Col. Gadhafi's behavior illustrates a thorny moral dilemma: An
international drive to ensure ousted dictators answer for their
crimes may, perversely, end up prolonging their rule—and extract a
heavy toll in human lives.
"The very real fear that Gadhafi & Co. effectively may have no
place to go outside Libya where they would be safe from
pursuit…provides a compelling incentive to fight on," explains Wayne
White, a scholar at the Middle East Institute in Washington and a
former State Department intelligence official.

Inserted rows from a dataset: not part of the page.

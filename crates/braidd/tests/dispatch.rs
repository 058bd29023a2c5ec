//! End-to-end dispatcher tests
//!
//! Boots two full daemons on loopback (mutual-TLS peer channel, mock QKD) and
//! drives them through real agent sockets: OPEN_CONNECT on both ends, GET_KEY,
//! CLOSE, plus the error paths that must leave the agent connection open.

use rcgen::{BasicConstraints, CertificateParams, IsCa, KeyPair};
use serde_json::{json, Value};
use std::collections::HashMap;
use std::net::SocketAddr;
use std::path::Path;
use std::sync::Arc;
use tempfile::TempDir;
use tokio::io::{AsyncReadExt, AsyncWriteExt};
use tokio::net::TcpStream;

const UUID_A: &str = "1984afe6-533b-4a1f-9e45-bd1f15cd4409";
const UUID_B: &str = "20837bb6-aac1-4eb2-be87-ab5bb0f124b5";

fn mint_certificates(dir: &Path) -> Value {
    let ca_key = KeyPair::generate().unwrap();
    let mut ca_params = CertificateParams::new(Vec::<String>::new()).unwrap();
    ca_params.is_ca = IsCa::Ca(BasicConstraints::Unconstrained);
    let ca_cert = ca_params.self_signed(&ca_key).unwrap();

    let node_key = KeyPair::generate().unwrap();
    let node_params = CertificateParams::new(vec!["127.0.0.1".to_string()]).unwrap();
    let node_cert = node_params.signed_by(&node_key, &ca_cert, &ca_key).unwrap();

    let ca_path = dir.join("ca.pem");
    let cert_path = dir.join("node.pem");
    let key_path = dir.join("node.key");
    std::fs::write(&ca_path, ca_cert.pem()).unwrap();
    std::fs::write(&cert_path, node_cert.pem()).unwrap();
    std::fs::write(&key_path, node_key.serialize_pem()).unwrap();

    json!({
        "certificate_ip": "127.0.0.1",
        "cert_authority_path": ca_path,
        "cert_path": cert_path,
        "key_path": key_path,
    })
}

fn free_port() -> u16 {
    std::net::TcpListener::bind("127.0.0.1:0")
        .unwrap()
        .local_addr()
        .unwrap()
        .port()
}

struct TestDaemon {
    server: Arc<braidd::Server>,
    agent_addr: SocketAddr,
}

/// Build one daemon with silent logging and the mock QKD stack
async fn boot_daemon(
    dir: &TempDir,
    certificate_config: &Value,
    uuid: &str,
    peer_port: u16,
    partner_uuid: &str,
    partner_peer_port: u16,
) -> TestDaemon {
    let config = json!({
        "uuid": uuid,
        "logging_config": {
            "console_log_type": "NONE",
            "colorless_console_log": true,
            "file_log_type": "NONE",
            "filename": dir.path().join("braidd.log"),
        },
        "certificate_config": certificate_config,
        "hybridization_server_address": {"host": "127.0.0.1", "port": 0},
        "peer_local_address": {"host": "127.0.0.1", "port": peer_port},
        "qkd_address": {"host": "127.0.0.1", "port": 1},
        "mock_qkd": true,
    });
    let peers = json!({
        partner_uuid: {
            "address": {"host": "127.0.0.1", "port": partner_peer_port},
            "shared_seed": "dispatch-test-seed",
        },
    });

    let general: braidd::GeneralConfiguration = serde_json::from_value(config).unwrap();
    let peers_info: HashMap<String, braidd::PeerInfo> = serde_json::from_value(peers).unwrap();

    let server = braidd::Server::new(general, peers_info).unwrap();
    let listener = server.bind().await.unwrap();
    let agent_addr = listener.local_addr().unwrap();
    tokio::spawn(Arc::clone(&server).serve(listener));

    // Wait until the peer listener accepts before letting agents in
    for _ in 0..100 {
        if TcpStream::connect(("127.0.0.1", peer_port)).await.is_ok() {
            break;
        }
        tokio::time::sleep(std::time::Duration::from_millis(20)).await;
    }

    TestDaemon { server, agent_addr }
}

async fn boot_daemon_pair(dir: &TempDir) -> (TestDaemon, TestDaemon) {
    let certs = mint_certificates(dir.path());
    let (peer_a, peer_b) = (free_port(), free_port());
    let daemon_a = boot_daemon(dir, &certs, UUID_A, peer_a, UUID_B, peer_b).await;
    let daemon_b = boot_daemon(dir, &certs, UUID_B, peer_b, UUID_A, peer_a).await;
    (daemon_a, daemon_b)
}

/// One pipelined request/response round on an agent connection
async fn send(stream: &mut TcpStream, payload: &[u8]) -> Value {
    stream.write_all(payload).await.unwrap();
    let mut buf = vec![0u8; 65_057];
    let n = stream.read(&mut buf).await.unwrap();
    assert!(n > 0, "daemon closed the agent connection");
    serde_json::from_slice(&buf[..n]).unwrap()
}

fn open_connect(key_sources: &str, hybridization: &str) -> Value {
    json!({
        "command": "OPEN_CONNECT",
        "data": {
            "source": format!(
                "qkd://Application1@{}?hybridization={}&key_sources={}",
                UUID_A, hybridization, key_sources
            ),
            "destination": format!("qkd://Application4@{}", UUID_B),
            "qos": {
                "key_chunk_size": 32,
                "max_bps": 32000,
                "min_bps": 32000,
                "jitter": 10,
                "priority": 0,
                "timeout": 0,
                "ttl": 3600,
                "metadata_mimetype": "application/json",
            },
        },
    })
}

/// Drive one daemon's agent socket through open / get / close
async fn run_agent_cycle(daemon: &TestDaemon, request: Value) -> (String, Vec<u8>) {
    let mut agent = TcpStream::connect(daemon.agent_addr).await.unwrap();

    let response = send(&mut agent, request.to_string().as_bytes()).await;
    assert_eq!(response["status"], 0, "OPEN_CONNECT failed: {}", response);
    let ksid = response["key_stream_id"].as_str().unwrap().to_string();
    assert_eq!(daemon.server.open_session_count().await, 1);

    let get = json!({
        "command": "GET_KEY",
        "data": {"key_stream_id": ksid, "index": 0},
    });
    let response = send(&mut agent, get.to_string().as_bytes()).await;
    assert_eq!(response["status"], 0, "GET_KEY failed: {}", response);
    let key_buffer: Vec<u8> = response["key_buffer"]
        .as_array()
        .unwrap()
        .iter()
        .map(|v| v.as_u64().unwrap() as u8)
        .collect();

    let close = json!({
        "command": "CLOSE",
        "data": {"key_stream_id": ksid},
    });
    let response = send(&mut agent, close.to_string().as_bytes()).await;
    assert_eq!(response["status"], 0, "CLOSE failed: {}", response);
    assert_eq!(daemon.server.open_session_count().await, 0);

    (ksid, key_buffer)
}

#[tokio::test(flavor = "multi_thread", worker_threads = 4)]
async fn two_daemons_serve_matching_keys_to_their_agents() {
    let dir = TempDir::new().unwrap();
    let (daemon_a, daemon_b) = boot_daemon_pair(&dir).await;

    let request = open_connect("Kyber512", "xoring");
    let side_a = tokio::spawn({
        let request = request.clone();
        async move { run_agent_cycle(&daemon_a, request).await }
    });
    let side_b = tokio::spawn(async move { run_agent_cycle(&daemon_b, request).await });

    let (ksid_a, key_a) = side_a.await.unwrap();
    let (ksid_b, key_b) = side_b.await.unwrap();

    assert_eq!(ksid_a, ksid_b, "both agents must see the same hybrid KSID");
    assert_eq!(key_a, key_b, "both agents must receive identical keys");
    assert_eq!(key_a.len(), 32);
}

#[tokio::test(flavor = "multi_thread", worker_threads = 2)]
async fn protocol_errors_leave_the_agent_connection_open() {
    let dir = TempDir::new().unwrap();
    let (daemon_a, _daemon_b) = boot_daemon_pair(&dir).await;

    let mut agent = TcpStream::connect(daemon_a.agent_addr).await.unwrap();

    let response = send(&mut agent, br#"{"command": "PING"}"#).await;
    assert_eq!(response["status"], "error");
    assert_eq!(response["message"], "Unknown command");

    let response = send(&mut agent, b"{definitely not json").await;
    assert_eq!(response["status"], "error");
    assert_eq!(response["message"], "Invalid JSON received");

    let orphan_get = json!({
        "command": "GET_KEY",
        "data": {"key_stream_id": "no-such-stream", "index": 0},
    });
    let response = send(&mut agent, orphan_get.to_string().as_bytes()).await;
    assert_eq!(response["status"], 1);
    assert_eq!(
        response["message"],
        "No interface selected. OPEN_CONNECT must be called first."
    );

    // The connection survived all three errors
    let response = send(&mut agent, br#"{"command": "PING"}"#).await;
    assert_eq!(response["status"], "error");
}

#[tokio::test(flavor = "multi_thread", worker_threads = 2)]
async fn malformed_open_connect_reports_a_fatal_error() {
    let dir = TempDir::new().unwrap();
    let (daemon_a, _daemon_b) = boot_daemon_pair(&dir).await;

    let mut agent = TcpStream::connect(daemon_a.agent_addr).await.unwrap();

    let request = json!({
        "command": "OPEN_CONNECT",
        "data": {"source": "quite-wrong"},
    });
    let response = send(&mut agent, request.to_string().as_bytes()).await;
    assert_eq!(response["status"], 1);
    assert_eq!(response["message"], "Fatal error during OPEN_CONNECT.");
    assert_eq!(daemon_a.server.open_session_count().await, 0);
}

For the international community, the dilemma has often amounted
to a trade-off between conflict resolution and justice. In recent
years, though, the arc of history has leaned toward justice, no
matter the consequences.
In 1986, the U.S. convinced Haiti's Jean-Claude Duvalier to
depart as he faced an uprising. "We were able to say, 'the only way
you can stay is if you kill a lot of people. Wouldn't your life be
better if you went to France instead?' And he did," recalled Elliott
Abrams, who was assistant secretary of state for inter-American
affairs in the 1980s.
In South Africa, in the early 1990s, the choice was made to give
amnesty for apartheid-era atrocities to those who confessed to the
Truth and Reconciliation Commission—ensuring a democratic
transition.
Britain's arrest of Chile's Augusto Pinochet in 1998 marked the
first time in recent history that international justice caught up
with a former dictator. In 2001, Serbia handed over former President
Slobodan Milosevic to an international court in The Hague; in 2006
came Mr. Taylor's extradition, after three years in exile in
Nigeria, to a United Nations-backed tribunal in Sierra Leone.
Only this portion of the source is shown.